# RECORDED DATA

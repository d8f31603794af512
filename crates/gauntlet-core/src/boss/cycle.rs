use crate::gateway::Posture;

/// Attack style the boss is currently using.
#[derive(Clone, Copy, Debug, PartialEq, Eq, strum::Display)]
pub enum AttackStyle {
    Magic,
    Missiles,
}

impl AttackStyle {
    /// Posture that blocks this style.
    pub const fn protection(self) -> Posture {
        match self {
            AttackStyle::Magic => Posture::ProtectFromMagic,
            AttackStyle::Missiles => Posture::ProtectFromMissiles,
        }
    }

    const fn flipped(self) -> Self {
        match self {
            AttackStyle::Magic => AttackStyle::Missiles,
            AttackStyle::Missiles => AttackStyle::Magic,
        }
    }
}

/// Attacks the boss makes before switching style.
pub const ATTACKS_PER_STYLE: u8 = 4;

/// Counts boss attacks and flips the style every [`ATTACKS_PER_STYLE`].
#[derive(Clone, Copy, Debug, PartialEq, Eq)]
pub struct AttackCycle {
    counter: u8,
    style: AttackStyle,
}

impl Default for AttackCycle {
    fn default() -> Self {
        Self {
            counter: 0,
            style: AttackStyle::Missiles,
        }
    }
}

impl AttackCycle {
    pub fn counter(&self) -> u8 {
        self.counter
    }

    pub fn style(&self) -> AttackStyle {
        self.style
    }

    /// Records one boss attack. Returns true when the style flipped.
    pub fn advance(&mut self) -> bool {
        self.counter += 1;
        if self.counter >= ATTACKS_PER_STYLE {
            self.counter = 0;
            self.style = self.style.flipped();
            return true;
        }
        false
    }
}
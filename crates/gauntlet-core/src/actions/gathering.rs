//! Harvesting resource nodes.

use crate::error::ActionError;
use crate::gateway::{Entity, EntityQuery, Gateway};
use crate::ledger::{ProgressLedger, Resource};
use crate::variant::Variant;

use super::inventory::{collect_loot, drop_filler, teleport_home};
use super::{ActionContext, LeafAction, Outcome};

/// Tools dropped once the resource they harvest is complete.
fn tools(variant: Variant) -> [(&'static str, Resource); 3] {
    [
        ("Pickaxe", variant.ore()),
        ("Hatchet", Resource::PhrenBark),
        ("Hammer", Resource::LinumTirinium),
    ]
}

/// First node type in gathering order that is still needed and visible.
pub fn needed_node(env: &dyn Gateway, ledger: &ProgressLedger) -> Option<(Resource, Entity)> {
    Resource::GATHERING_ORDER
        .iter()
        .filter(|resource| ledger.needs(**resource))
        .find_map(|resource| {
            env.find_entity(&EntityQuery::object(resource.display_name()))
                .map(|node| (*resource, node))
        })
}

#[derive(Debug, Default)]
pub struct GatheringAction;

impl GatheringAction {
    fn gather(&self, cx: &mut ActionContext<'_>, resource: Resource, node: &Entity) -> Outcome {
        let name = resource.display_name();
        cx.report(format!("Gathering resource: {}", name));

        let before = cx.env.inventory_count(name);
        if !cx.env.interact(node, "Gather") {
            return cx.soft_failure(format!("Failed to gather {}", name));
        }
        let landed = cx
            .env
            .wait_until(&mut |env| env.inventory_count(name) > before, cx.config.timings.gather);
        if !landed {
            return cx.soft_failure(format!("No {} received", name));
        }
        let gained = cx.env.inventory_count(name).saturating_sub(before);
        let total = cx.ledger.increment(resource, i64::from(gained));
        tracing::info!("{} now at {}/{}", name, total, resource.target());
        Outcome::Completed
    }

    fn relieve_full_inventory(&self, cx: &mut ActionContext<'_>) {
        if !cx.env.is_inventory_full() {
            return;
        }
        cx.report("Inventory is full, handling resources.");
        let max_drops = cx.config.inventory.max_filler_drops;
        drop_filler(cx, max_drops);
        if cx.env.is_inventory_full() && !teleport_home(cx) {
            cx.report("Inventory full and no teleport crystal available.");
        }
    }

    fn manage_tools(&self, cx: &mut ActionContext<'_>) {
        let variant = cx.run.variant;
        for (tool, resource) in tools(variant) {
            if cx.ledger.needs(resource) {
                continue;
            }
            let Some(item) = cx.env.find_entity(&EntityQuery::inventory(tool)) else {
                continue;
            };
            if cx.env.interact(&item, "Drop") {
                cx.report(format!("Dropped {} after finishing {}", tool, resource.display_name()));
            } else {
                tracing::warn!("failed to drop {}", tool);
            }
        }
    }
}

impl LeafAction for GatheringAction {
    fn execute(&mut self, cx: &mut ActionContext<'_>) -> Result<Outcome, ActionError> {
        let outcome = match needed_node(&*cx.env, cx.ledger) {
            Some((resource, node)) => self.gather(cx, resource, &node),
            None => cx.soft_failure("No needed resource nodes found."),
        };

        self.relieve_full_inventory(cx);
        self.manage_tools(cx);
        collect_loot(cx);
        Ok(outcome)
    }
}
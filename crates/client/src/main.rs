//! Gauntlet run binary.
//!
//! Composition root: loads configuration, sets up logging, builds a scripted
//! world and drives a run against it on a blocking task while status events
//! are printed from the async side.
//!
//! # Examples
//!
//! ```bash
//! GAUNTLET_VARIANT=hard GAUNTLET_MAX_TICKS=300 cargo run -p gauntlet-client
//! ```

mod world;

use anyhow::Result;
use runtime::{RunDriver, RuntimeConfig, StatusEvent};
use tokio::sync::broadcast::error::RecvError;

/// The scripted world is finite; without a bound the run would idle forever.
const DEMO_TICK_LIMIT: u64 = 200;

#[tokio::main]
async fn main() -> Result<()> {
    dotenvy::dotenv().ok();

    tracing_subscriber::fmt()
        .with_env_filter(
            tracing_subscriber::EnvFilter::from_default_env()
                .add_directive(tracing::Level::INFO.into()),
        )
        .with_writer(std::io::stderr)
        .init();

    let mut config = RuntimeConfig::from_env();
    if config.max_ticks.is_none() {
        config.max_ticks = Some(DEMO_TICK_LIMIT);
    }
    let variant = config.run.variant;
    tracing::info!("Starting {} run", variant);

    let mut driver = RunDriver::new(world::scripted(variant), config);
    let handle = driver.handle();
    let mut events = driver.status_bus().subscribe();

    let printer = tokio::spawn(async move {
        loop {
            match events.recv().await {
                Ok(StatusEvent::Update(message)) => println!("{}", message),
                Ok(StatusEvent::Stopped(reason)) => println!("STOPPED: {}", reason),
                Err(RecvError::Lagged(skipped)) => {
                    tracing::warn!("status printer lagged by {} events", skipped);
                }
                Err(RecvError::Closed) => break,
            }
        }
    });

    let stopper = tokio::spawn(async move {
        if tokio::signal::ctrl_c().await.is_ok() {
            tracing::info!("Ctrl-C received, stopping after the current tick");
            handle.stop();
        }
    });

    let ticks = tokio::task::spawn_blocking(move || driver.run()).await??;
    stopper.abort();
    printer.await?;

    tracing::info!("Run finished after {} ticks", ticks);
    Ok(())
}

# EXERCISE BRIEF
What is needed is an exact, complete copy of the entries above.

# THE ANSWER
repository d8f31603794af512
filename crates/gauntlet-core/src/boss/cycle.rs
use crate::gateway::Posture;

/// Attack style the boss is currently using.
#[derive(Clone, Copy, Debug, PartialEq, Eq, strum::Display)]
pub enum AttackStyle {
    Magic,
    Missiles,
}

impl AttackStyle {
    /// Posture that blocks this style.
    pub const fn protection(self) -> Posture {
        match self {
            AttackStyle::Magic => Posture::ProtectFromMagic,
            AttackStyle::Missiles => Posture::ProtectFromMissiles,
        }
    }

    const fn flipped(self) -> Self {
        match self {
            AttackStyle::Magic => AttackStyle::Missiles,
            AttackStyle::Missiles => AttackStyle::Magic,
        }
    }
}

/// Attacks the boss makes before switching style.
pub const ATTACKS_PER_STYLE: u8 = 4;

/// Counts boss attacks and flips the style every [`ATTACKS_PER_STYLE`].
#[derive(Clone, Copy, Debug, PartialEq, Eq)]
pub struct AttackCycle {
    counter: u8,
    style: AttackStyle,
}

impl Default for AttackCycle {
    fn default() -> Self {
        Self {
            counter: 0,
            style: AttackStyle::Missiles,
        }
    }
}

impl AttackCycle {
    pub fn counter(&self) -> u8 {
        self.counter
    }

    pub fn style(&self) -> AttackStyle {
        self.style
    }

    /// Records one boss attack. Returns true when the style flipped.
    pub fn advance(&mut self) -> bool {
        self.counter += 1;
        if self.counter >= ATTACKS_PER_STYLE {
            self.counter = 0;
            self.style = self.style.flipped();
            return true;
        }
        false
    }
}
filename crates/gauntlet-core/src/actions/gathering.rs
//! Harvesting resource nodes.

use crate::error::ActionError;
use crate::gateway::{Entity, EntityQuery, Gateway};
use crate::ledger::{ProgressLedger, Resource};
use crate::variant::Variant;

use super::inventory::{collect_loot, drop_filler, teleport_home};
use super::{ActionContext, LeafAction, Outcome};

/// Tools dropped once the resource they harvest is complete.
fn tools(variant: Variant) -> [(&'static str, Resource); 3] {
    [
        ("Pickaxe", variant.ore()),
        ("Hatchet", Resource::PhrenBark),
        ("Hammer", Resource::LinumTirinium),
    ]
}

/// First node type in gathering order that is still needed and visible.
pub fn needed_node(env: &dyn Gateway, ledger: &ProgressLedger) -> Option<(Resource, Entity)> {
    Resource::GATHERING_ORDER
        .iter()
        .filter(|resource| ledger.needs(**resource))
        .find_map(|resource| {
            env.find_entity(&EntityQuery::object(resource.display_name()))
                .map(|node| (*resource, node))
        })
}

#[derive(Debug, Default)]
pub struct GatheringAction;

impl GatheringAction {
    fn gather(&self, cx: &mut ActionContext<'_>, resource: Resource, node: &Entity) -> Outcome {
        let name = resource.display_name();
        cx.report(format!("Gathering resource: {}", name));

        let before = cx.env.inventory_count(name);
        if !cx.env.interact(node, "Gather") {
            return cx.soft_failure(format!("Failed to gather {}", name));
        }
        let landed = cx
            .env
            .wait_until(&mut |env| env.inventory_count(name) > before, cx.config.timings.gather);
        if !landed {
            return cx.soft_failure(format!("No {} received", name));
        }
        let gained = cx.env.inventory_count(name).saturating_sub(before);
        let total = cx.ledger.increment(resource, i64::from(gained));
        tracing::info!("{} now at {}/{}", name, total, resource.target());
        Outcome::Completed
    }

    fn relieve_full_inventory(&self, cx: &mut ActionContext<'_>) {
        if !cx.env.is_inventory_full() {
            return;
        }
        cx.report("Inventory is full, handling resources.");
        let max_drops = cx.config.inventory.max_filler_drops;
        drop_filler(cx, max_drops);
        if cx.env.is_inventory_full() && !teleport_home(cx) {
            cx.report("Inventory full and no teleport crystal available.");
        }
    }

    fn manage_tools(&self, cx: &mut ActionContext<'_>) {
        let variant = cx.run.variant;
        for (tool, resource) in tools(variant) {
            if cx.ledger.needs(resource) {
                continue;
            }
            let Some(item) = cx.env.find_entity(&EntityQuery::inventory(tool)) else {
                continue;
            };
            if cx.env.interact(&item, "Drop") {
                cx.report(format!("Dropped {} after finishing {}", tool, resource.display_name()));
            } else {
                tracing::warn!("failed to drop {}", tool);
            }
        }
    }
}

impl LeafAction for GatheringAction {
    fn execute(&mut self, cx: &mut ActionContext<'_>) -> Result<Outcome, ActionError> {
        let outcome = match needed_node(&*cx.env, cx.ledger) {
            Some((resource, node)) => self.gather(cx, resource, &node),
            None => cx.soft_failure("No needed resource nodes found."),
        };

        self.relieve_full_inventory(cx);
        self.manage_tools(cx);
        collect_loot(cx);
        Ok(outcome)
    }
}
filename crates/client/src/main.rs
//! Gauntlet run binary.
//!
//! Composition root: loads configuration, sets up logging, builds a scripted
//! world and drives a run against it on a blocking task while status events
//! are printed from the async side.
//!
//! # Examples
//!
//! ```bash
//! GAUNTLET_VARIANT=hard GAUNTLET_MAX_TICKS=300 cargo run -p gauntlet-client
//! ```

mod world;

use anyhow::Result;
use runtime::{RunDriver, RuntimeConfig, StatusEvent};
use tokio::sync::broadcast::error::RecvError;

/// The scripted world is finite; without a bound the run would idle forever.
const DEMO_TICK_LIMIT: u64 = 200;

#[tokio::main]
async fn main() -> Result<()> {
    dotenvy::dotenv().ok();

    tracing_subscriber::fmt()
        .with_env_filter(
            tracing_subscriber::EnvFilter::from_default_env()
                .add_directive(tracing::Level::INFO.into()),
        )
        .with_writer(std::io::stderr)
        .init();

    let mut config = RuntimeConfig::from_env();
    if config.max_ticks.is_none() {
        config.max_ticks = Some(DEMO_TICK_LIMIT);
    }
    let variant = config.run.variant;
    tracing::info!("Starting {} run", variant);

    let mut driver = RunDriver::new(world::scripted(variant), config);
    let handle = driver.handle();
    let mut events = driver.status_bus().subscribe();

    let printer = tokio::spawn(async move {
        loop {
            match events.recv().await {
                Ok(StatusEvent::Update(message)) => println!("{}", message),
                Ok(StatusEvent::Stopped(reason)) => println!("STOPPED: {}", reason),
                Err(RecvError::Lagged(skipped)) => {
                    tracing::warn!("status printer lagged by {} events", skipped);
                }
                Err(RecvError::Closed) => break,
            }
        }
    });

    let stopper = tokio::spawn(async move {
        if tokio::signal::ctrl_c().await.is_ok() {
            tracing::info!("Ctrl-C received, stopping after the current tick");
            handle.stop();
        }
    });

    let ticks = tokio::task::spawn_blocking(move || driver.run()).await??;
    stopper.abort();
    printer.await?;

    tracing::info!("Run finished after {} ticks", ticks);
    Ok(())
}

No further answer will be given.